*Exercise instructions*
Filter the records below, keeping only lines with the string "MissingField".

*Study material*
··········

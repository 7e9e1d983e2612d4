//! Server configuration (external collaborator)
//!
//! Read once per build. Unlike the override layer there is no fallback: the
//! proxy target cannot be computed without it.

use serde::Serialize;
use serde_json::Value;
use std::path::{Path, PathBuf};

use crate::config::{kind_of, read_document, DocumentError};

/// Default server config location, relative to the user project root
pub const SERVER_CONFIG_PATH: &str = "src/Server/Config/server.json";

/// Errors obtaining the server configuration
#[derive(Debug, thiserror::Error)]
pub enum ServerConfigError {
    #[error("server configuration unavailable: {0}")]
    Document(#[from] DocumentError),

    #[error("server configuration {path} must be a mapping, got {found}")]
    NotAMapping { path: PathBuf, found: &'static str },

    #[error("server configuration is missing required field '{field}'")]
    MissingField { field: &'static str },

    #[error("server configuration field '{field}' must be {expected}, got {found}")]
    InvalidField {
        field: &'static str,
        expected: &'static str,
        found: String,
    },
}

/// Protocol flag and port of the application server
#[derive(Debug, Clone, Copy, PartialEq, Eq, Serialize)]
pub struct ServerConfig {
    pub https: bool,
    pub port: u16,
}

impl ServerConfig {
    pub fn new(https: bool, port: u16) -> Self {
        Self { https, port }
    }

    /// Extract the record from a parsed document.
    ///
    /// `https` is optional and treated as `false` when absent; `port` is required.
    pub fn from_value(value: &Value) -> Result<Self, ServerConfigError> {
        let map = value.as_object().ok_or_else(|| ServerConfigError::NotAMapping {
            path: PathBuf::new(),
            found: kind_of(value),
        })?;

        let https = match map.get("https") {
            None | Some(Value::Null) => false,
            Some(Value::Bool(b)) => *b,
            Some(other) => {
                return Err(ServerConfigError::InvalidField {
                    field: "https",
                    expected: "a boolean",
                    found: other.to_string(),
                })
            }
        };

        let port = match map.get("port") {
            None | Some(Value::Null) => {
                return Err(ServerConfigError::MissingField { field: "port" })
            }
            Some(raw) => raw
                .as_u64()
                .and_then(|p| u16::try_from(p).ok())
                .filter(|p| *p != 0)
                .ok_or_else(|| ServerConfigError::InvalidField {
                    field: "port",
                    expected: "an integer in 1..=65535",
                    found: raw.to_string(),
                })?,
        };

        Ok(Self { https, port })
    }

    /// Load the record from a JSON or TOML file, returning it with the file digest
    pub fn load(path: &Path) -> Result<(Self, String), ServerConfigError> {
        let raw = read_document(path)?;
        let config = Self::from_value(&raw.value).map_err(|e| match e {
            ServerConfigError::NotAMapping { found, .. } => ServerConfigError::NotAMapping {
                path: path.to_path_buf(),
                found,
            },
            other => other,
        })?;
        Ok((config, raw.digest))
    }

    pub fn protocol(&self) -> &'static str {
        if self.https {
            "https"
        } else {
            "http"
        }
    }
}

··········

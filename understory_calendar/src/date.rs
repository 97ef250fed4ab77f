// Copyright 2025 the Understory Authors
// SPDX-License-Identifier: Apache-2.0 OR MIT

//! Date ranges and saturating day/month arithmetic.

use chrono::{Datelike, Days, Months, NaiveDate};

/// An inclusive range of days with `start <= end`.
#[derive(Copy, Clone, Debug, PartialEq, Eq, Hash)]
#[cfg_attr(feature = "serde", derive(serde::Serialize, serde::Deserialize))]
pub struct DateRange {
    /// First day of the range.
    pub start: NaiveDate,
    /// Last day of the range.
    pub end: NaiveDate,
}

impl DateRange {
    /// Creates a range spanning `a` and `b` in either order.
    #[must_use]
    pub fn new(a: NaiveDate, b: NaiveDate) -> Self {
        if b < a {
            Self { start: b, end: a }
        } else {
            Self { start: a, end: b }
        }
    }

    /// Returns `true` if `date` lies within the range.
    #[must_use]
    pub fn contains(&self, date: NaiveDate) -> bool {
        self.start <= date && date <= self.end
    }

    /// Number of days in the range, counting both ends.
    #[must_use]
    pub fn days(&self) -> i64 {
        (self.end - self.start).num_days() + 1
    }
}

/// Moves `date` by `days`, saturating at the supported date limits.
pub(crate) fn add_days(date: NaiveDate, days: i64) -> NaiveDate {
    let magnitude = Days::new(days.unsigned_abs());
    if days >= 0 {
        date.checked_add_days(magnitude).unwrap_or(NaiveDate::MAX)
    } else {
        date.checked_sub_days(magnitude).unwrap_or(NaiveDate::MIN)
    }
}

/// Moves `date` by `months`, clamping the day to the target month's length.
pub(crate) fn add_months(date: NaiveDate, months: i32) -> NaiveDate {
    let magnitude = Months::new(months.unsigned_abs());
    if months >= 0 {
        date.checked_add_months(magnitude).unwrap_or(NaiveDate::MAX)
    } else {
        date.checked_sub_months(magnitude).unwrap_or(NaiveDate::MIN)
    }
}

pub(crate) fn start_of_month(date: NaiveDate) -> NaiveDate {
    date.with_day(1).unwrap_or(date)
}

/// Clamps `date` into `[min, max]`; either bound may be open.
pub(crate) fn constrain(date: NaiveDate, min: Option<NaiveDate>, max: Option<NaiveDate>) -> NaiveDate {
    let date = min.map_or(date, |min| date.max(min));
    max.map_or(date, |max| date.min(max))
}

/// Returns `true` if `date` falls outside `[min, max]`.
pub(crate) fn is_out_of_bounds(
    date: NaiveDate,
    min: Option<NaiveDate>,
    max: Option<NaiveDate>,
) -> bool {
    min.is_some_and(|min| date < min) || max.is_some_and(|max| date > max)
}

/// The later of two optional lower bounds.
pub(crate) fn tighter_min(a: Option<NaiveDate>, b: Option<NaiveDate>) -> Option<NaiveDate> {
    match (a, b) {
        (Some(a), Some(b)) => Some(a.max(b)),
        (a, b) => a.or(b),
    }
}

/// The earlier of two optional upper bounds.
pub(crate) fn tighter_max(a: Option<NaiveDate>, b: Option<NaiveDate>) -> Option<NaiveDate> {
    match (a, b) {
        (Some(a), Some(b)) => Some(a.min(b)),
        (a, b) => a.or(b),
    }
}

··········

*Final answer*
    MissingField { field: &'static str },
                return Err(ServerConfigError::MissingField { field: "port" })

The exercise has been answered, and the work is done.